25 Quick Facts About Mountain Gorillas

Mountain gorillas are one of the most amazing species in the world with unique facts that have remained unknown even to those that have visited them before in the wild.

1. Rare Majesty

According to the latest mountain gorilla census conducted in 2018, there are about 1,063 individuals in the wild. They are found in only two locations in the world; in the Virunga Mountains straddling the borders of Rwanda, Uganda and DR Congo and in Bwindi Impenetrable National Park in southwest Uganda.

2. Huge giants

Gorillas are the largest living primates averaging between 100kg and 250kg while males can stand up to 1.8 meters tall.

3. Strong bite force

Gorillas have a strong bite force of around 1,300 psi, doubling that of a lion.  This is perfectly designed to deal with the hard stems of bamboo and other plants that gorillas feed on.

4. Vegetarians

Mountain gorillas are mainly herbivores with their main diet being bamboo, fruit and leafy plants.

5. Big appetite

Mountain gorillas are big eaters and can consume up 30kg of food every day.

6. Lifespan

The average lifespan of mountain gorillas is about 35-45 years.

7. Facial recognition

Gorillas have unique nose prints which can be used to identify them.

8. Night Comfort

Gorillas construct nests every evening for sleeping. Nests are constructed using light tree branches and leaves and the work is mainly done by silverbacks with the help of blackbacks.

9. Human relatives

Gorillas, together with chimpanzees and bonobos share over 98% of the human DNA which makes them man’s closest relatives.

10. Mother gorillas

Female gorillas become sexually active at about 7 to 8 years but do not conceive until a few years later. They give birth to 3-4 infants in their lifetime and their gestation period is 8 and a half months. Mother gorillas carry usually carry one or two babies at a time

11. Great parents

Male gorillas, usually silverbacks give a hand in nurturing infants, helping their female counterparts in several parenting roles like carrying and playing with them.

12. More than tourism

Trekking mountain gorillas not only leave tourists with a thrilling lifetime experience but also contributes significantly to their protection and community development. Part of the revenue collected from gorilla safaris is reinvested to protect and enlarge gorilla habitats while another portion is used to develop and support communities around these gorilla parks.

13. Only growing family

Mountain gorillas are the only gorilla subspecies whose population is increasing. There were fears that their population would be extinct by the end of the twentieth century but they have defied the odds to increase rather. This has been the result of intensive conservation efforts undertaken by governments and nonprofit organizations to protect mountain gorillas.

14. Family first

Mountain gorillas are very social animals, they live in well-organized families of about 2-30 individuals. Each family is composed of a leading silverback, several females and their infants.

15. Leading by Example

Just like a father, a silverback leads his family in all day-to-day activities which include deciding on areas for foraging, constructing nests, and security. The silverback also passes on these learnership skills to the young males in the group who later lead their own groups.

16. Same as Humans

Just like humans, gorillas are called infants before the age of 4 and juveniles at 4-6 years before they become adults.

17. Baby Naming

In Rwanda, baby gorillas born within a year are given names in a famous ceremony locally know “Kwita Izina,” which means giving a name. The ceremony is held in September each year in Volcanoes national park and usually attended by several international guests including celebrities and politicians.

18. Emotional Apes

Gorillas are emotional animals just like humans. They show their emotions in several ways including mourning their dead, laughing and feeling sad.

19. No Permanent Homes

Mountain gorillas surprisingly don’t have permanent homes for sleeping. Each evening they construct new nests at a place where the night finds them.

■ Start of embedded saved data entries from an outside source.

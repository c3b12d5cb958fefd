use glam::Vec3;
use log::warn;
use rand::rngs::StdRng;
use rand::{Rng, SeedableRng};

use crate::config::ColorConfig;
use crate::modes::{FillPolicy, ModeDescriptor, MotionInput, SCATTER_DEPTH, SCATTER_EXTENT};
use crate::shape_library::ShapeSet;

/// Side of the cube particles start in
const START_EXTENT: f32 = 200.0;

fn random_unit_vec(rng: &mut StdRng) -> Vec3 {
    Vec3::new(rng.gen(), rng.gen(), rng.gen())
}

/// One step of exponential smoothing toward `target`
pub fn smooth_toward(current: Vec3, target: Vec3, alpha: f32) -> Vec3 {
    current + (target - current) * alpha
}

/// The swarm: parallel arrays of length N, fixed for the life of the field.
/// Positions and colors are laid out flat (x, y, z per particle) so they can
/// go straight to a renderer.
pub struct ParticleField {
    positions: Vec<Vec3>,
    targets: Vec<Vec3>,
    offsets: Vec<Vec3>,
    colors: Vec<Vec3>,
    smoothing: f32,
    needs_redraw: bool,
    rng: StdRng,
}

impl ParticleField {
    /// Create a field with chaotic start positions and gradient colors
    pub fn new(count: usize, colors: &ColorConfig, smoothing: f32) -> Self {
        Self::with_rng(count, colors, smoothing, StdRng::from_entropy())
    }

    pub fn with_rng(count: usize, colors: &ColorConfig, smoothing: f32, mut rng: StdRng) -> Self {
        let positions: Vec<Vec3> = (0..count)
            .map(|_| (random_unit_vec(&mut rng) - 0.5) * START_EXTENT)
            .collect();
        let offsets = (0..count).map(|_| random_unit_vec(&mut rng)).collect();
        let particle_colors = (0..count)
            .map(|_| colors.sample(rng.gen::<f32>()))
            .collect();

        Self {
            targets: positions.clone(),
            positions,
            offsets,
            colors: particle_colors,
            smoothing,
            needs_redraw: true,
            rng,
        }
    }

    pub fn len(&self) -> usize {
        self.positions.len()
    }

    pub fn is_empty(&self) -> bool {
        self.positions.is_empty()
    }

    pub fn positions(&self) -> &[Vec3] {
        &self.positions
    }

    pub fn targets(&self) -> &[Vec3] {
        &self.targets
    }

    /// Flat position buffer of length 3N
    pub fn position_buffer(&self) -> &[f32] {
        bytemuck::cast_slice(&self.positions)
    }

    /// Flat color buffer of length 3N, written once at creation
    pub fn color_buffer(&self) -> &[f32] {
        bytemuck::cast_slice(&self.colors)
    }

    /// Positions as a byte slice for GPU upload (zero-copy)
    pub fn position_bytes(&self) -> &[u8] {
        bytemuck::cast_slice(&self.positions)
    }

    /// Returns whether positions changed since the last call, and clears it
    pub fn take_needs_redraw(&mut self) -> bool {
        std::mem::replace(&mut self.needs_redraw, false)
    }

    /// Recompute every target for the active mode. A missing or empty shape
    /// leaves the previous targets in place.
    pub fn update_targets(
        &mut self,
        mode: &ModeDescriptor,
        shapes: &ShapeSet,
        time: f64,
        reveal_start: f64,
    ) {
        let shape = match mode.shape {
            None => None,
            Some(key) => match shapes.get(key) {
                Some(shape) if !shape.is_empty() => Some(shape),
                _ => {
                    warn!("Shape {} unavailable, keeping previous targets", key);
                    return;
                }
            },
        };

        for i in 0..self.targets.len() {
            let input = MotionInput {
                index: i,
                time,
                reveal_start,
                offset: self.offsets[i],
            };

            let point = match (shape, mode.policy) {
                (None, _) => Vec3::ZERO,
                (Some(shape), FillPolicy::CyclicFill) => match shape.cyclic(i) {
                    Some(point) => point,
                    None => continue,
                },
                (Some(shape), FillPolicy::DirectFillWithScatter) => match shape.get(i) {
                    Some(point) => point,
                    None => {
                        self.targets[i] = self.scatter_point();
                        continue;
                    }
                },
            };

            self.targets[i] = mode.motion.target(point, &input);
        }
    }

    /// Random spot in the far background; recomputed each tick so overflow
    /// particles never settle
    fn scatter_point(&mut self) -> Vec3 {
        Vec3::new(
            (self.rng.gen::<f32>() - 0.5) * SCATTER_EXTENT,
            (self.rng.gen::<f32>() - 0.5) * SCATTER_EXTENT,
            SCATTER_DEPTH,
        )
    }

    /// Move every particle a fixed fraction of the way to its target.
    /// Not scaled by frame time: tuned for a steady tick rate.
    pub fn smooth(&mut self) {
        for (position, target) in self.positions.iter_mut().zip(&self.targets) {
            *position = smooth_toward(*position, *target, self.smoothing);
        }
        self.needs_redraw = true;
    }
}

#[cfg(test)]
mod tests {
    use super::*;
    use crate::gesture::GestureState;
    use crate::shape_library::{Shape, ShapeKey};

    fn field(count: usize) -> ParticleField {
        ParticleField::with_rng(count, &ColorConfig::default(), 0.05, StdRng::seed_from_u64(1))
    }

    fn text_like_set(len: usize) -> ShapeSet {
        let mut set = ShapeSet::default();
        let points = (0..len).map(|i| Vec3::new(i as f32, 1.0, 0.0)).collect();
        set.insert(ShapeKey::Finger(3), Shape::new(points));
        set
    }

    #[test]
    fn test_buffers_are_flat_3n() {
        let f = field(100);
        assert_eq!(f.position_buffer().len(), 300);
        assert_eq!(f.color_buffer().len(), 300);
        assert_eq!(f.position_bytes().len(), 1200);
        assert!(f.color_buffer().iter().all(|c| (0.0..=1.0).contains(c)));
        assert!(f
            .positions()
            .iter()
            .all(|p| p.abs().max_element() <= START_EXTENT / 2.0));
    }

    #[test]
    fn test_smoothing_converges() {
        for alpha in [0.01, 0.05, 0.5, 0.99] {
            let target = Vec3::new(3.0, -7.0, 11.0);
            let mut current = Vec3::new(-50.0, 20.0, 0.0);
            let mut last = current.distance(target);
            for _ in 0..200 {
                current = smooth_toward(current, target, alpha);
                let d = current.distance(target);
                if last > 1e-3 {
                    assert!(d < last, "alpha {} stalled at {}", alpha, d);
                }
                last = d;
            }
            if alpha >= 0.05 {
                assert!(last < 1e-2);
            }
        }
    }

    #[test]
    fn test_cyclic_fill_wraps_index() {
        let mut f = field(10);
        let mut set = ShapeSet::default();
        set.insert(
            ShapeKey::Vortex,
            Shape::new(vec![
                Vec3::new(100.0, 0.0, 1.0),
                Vec3::new(0.0, 100.0, 2.0),
                Vec3::new(-100.0, 0.0, 3.0),
            ]),
        );
        let mode = ModeDescriptor::for_gesture(GestureState::FaceReveal);
        // long after the reveal started: targets sit exactly on the shape depth
        f.update_targets(&mode, &set, 10.0, 0.0);
        for (i, t) in f.targets().iter().enumerate() {
            let expected_z = (i % 3) as f32 + 1.0;
            assert!((t.z - expected_z).abs() < 1e-4, "particle {}", i);
        }
    }

    #[test]
    fn test_overflow_particles_are_scattered() {
        let mut f = field(50);
        let set = text_like_set(20);
        let mode = ModeDescriptor::for_gesture(GestureState::Finger(3));
        f.update_targets(&mode, &set, 1.0, 0.0);

        for (i, t) in f.targets().iter().enumerate() {
            if i < 20 {
                assert!((t.x - i as f32).abs() <= 0.05 + 1e-6);
                assert!((t.y - 1.0).abs() <= 0.05 + 1e-6);
                assert_eq!(t.z, 0.0);
            } else {
                assert_eq!(t.z, SCATTER_DEPTH);
                assert!(t.x.abs() <= SCATTER_EXTENT / 2.0);
                assert!(t.y.abs() <= SCATTER_EXTENT / 2.0);
            }
        }
    }

    #[test]
    fn test_overflow_scatter_is_recomputed_each_tick() {
        let mut f = field(50);
        let set = text_like_set(20);
        let mode = ModeDescriptor::for_gesture(GestureState::Finger(3));
        f.update_targets(&mode, &set, 1.0, 0.0);
        let first = f.targets()[20..].to_vec();
        f.update_targets(&mode, &set, 1.0, 0.0);
        assert_ne!(first, f.targets()[20..].to_vec());
    }

    #[test]
    fn test_double_love_scatters_overflow() {
        let mut f = field(60);
        let mut set = ShapeSet::default();
        let points = (0..25).map(|i| Vec3::new(i as f32, -2.0, 0.0)).collect();
        set.insert(ShapeKey::SpecialLove, Shape::new(points));

        let mode = ModeDescriptor::for_gesture(GestureState::DoubleLove);
        f.update_targets(&mode, &set, 2.0, 0.0);

        for (i, t) in f.targets().iter().enumerate() {
            if i < 25 {
                assert!((t.x - i as f32).abs() <= 0.05 + 1e-6);
                assert!((t.y + 2.0).abs() <= 0.05 + 1e-6);
            } else {
                assert_eq!(t.z, SCATTER_DEPTH);
            }
        }
    }

    #[test]
    fn test_pinch_follows_photo_frame_cyclically() {
        let mut f = field(9);
        let mut set = ShapeSet::default();
        set.insert(
            ShapeKey::PhotoFrame,
            Shape::new(vec![Vec3::new(40.0, 40.0, 0.0), Vec3::new(-40.0, -40.0, 0.0)]),
        );

        let mode = ModeDescriptor::for_gesture(GestureState::Pinch);
        f.update_targets(&mode, &set, 0.75, 0.0);

        // no particle is scattered; each stays within the pulse of its frame point
        for (i, t) in f.targets().iter().enumerate() {
            let corner = if i % 2 == 0 { 40.0 } else { -40.0 };
            assert!((t.x - corner).abs() <= 1.5 + 1e-4, "particle {}", i);
            assert!((t.y - corner).abs() <= 0.6 + 1e-4, "particle {}", i);
            assert!(t.z.abs() <= 3.0 + 1e-4);
        }
    }

    #[test]
    fn test_missing_shape_is_a_no_op() {
        let mut f = field(30);
        let before = f.targets().to_vec();
        let mode = ModeDescriptor::for_gesture(GestureState::Finger(9));
        f.update_targets(&mode, &text_like_set(5), 1.0, 0.0);
        assert_eq!(before, f.targets());

        let mut empty = ShapeSet::default();
        empty.insert(ShapeKey::Finger(9), Shape::new(vec![]));
        f.update_targets(&mode, &empty, 1.0, 0.0);
        assert_eq!(before, f.targets());
    }

    #[test]
    fn test_fist_needs_no_shape() {
        let mut f = field(30);
        let mode = ModeDescriptor::for_gesture(GestureState::Fist);
        f.update_targets(&mode, &ShapeSet::default(), 0.5, 0.0);
        assert!(f.targets().iter().all(|t| t.truncate().length() <= 5.0 + 1e-4));
    }

    #[test]
    fn test_colors_survive_updates() {
        let mut f = field(40);
        let colors = f.color_buffer().to_vec();
        let mode = ModeDescriptor::for_gesture(GestureState::Fist);
        for _ in 0..5 {
            f.update_targets(&mode, &ShapeSet::default(), 0.5, 0.0);
            f.smooth();
        }
        assert_eq!(colors, f.color_buffer());
    }

    #[test]
    fn test_redraw_flag() {
        let mut f = field(5);
        assert!(f.take_needs_redraw());
        assert!(!f.take_needs_redraw());
        f.smooth();
        assert!(f.take_needs_redraw());
    }
}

20. From little babies to giant apes

A baby mountain gorilla at birth weighs about 2-3kgs just like human babies. It is therefore mind-blowing to learn that the same little-born gorillas grow to become the largest primates in the world, weighing over 200kgs.

21. Long babyhood period

Baby gorillas stay under their mothers’ care until they are about 3-4 years including staying in their mothers’ nests.

22. Vocals for communication

Using unique vocal sounds is the commonest way adopted by gorillas to communicate to each other.

23. No respect for borders

Mountain gorillas within the Virunga Mountains of Rwanda, Uganda and DR Congo have no respect for border rules as they keep switching from one country to the other. This is commonly practiced by the Nyakagezi gorilla family which often changes habitats between Volcanoes national park in Rwanda and Mgahinga Gorilla national park in Uganda

24. Friends with humans but to a point

Habituated mountain gorillas are very familiar with humans who often visit them in their habitat and sometimes can come so close and touch visitors without harming them. However, gorillas can easily charge at humans in case they sense any form of aggression or interference from the visitors.

25. Vulnerable to human viruses

Study has shown that gorillas are highly susceptible to human viruses including Ebola, influenza and coronavirus. This can be attributed to the fact that gorillas share over 98% of the human DNA and therefore can easily be affected by any virus that affects humans.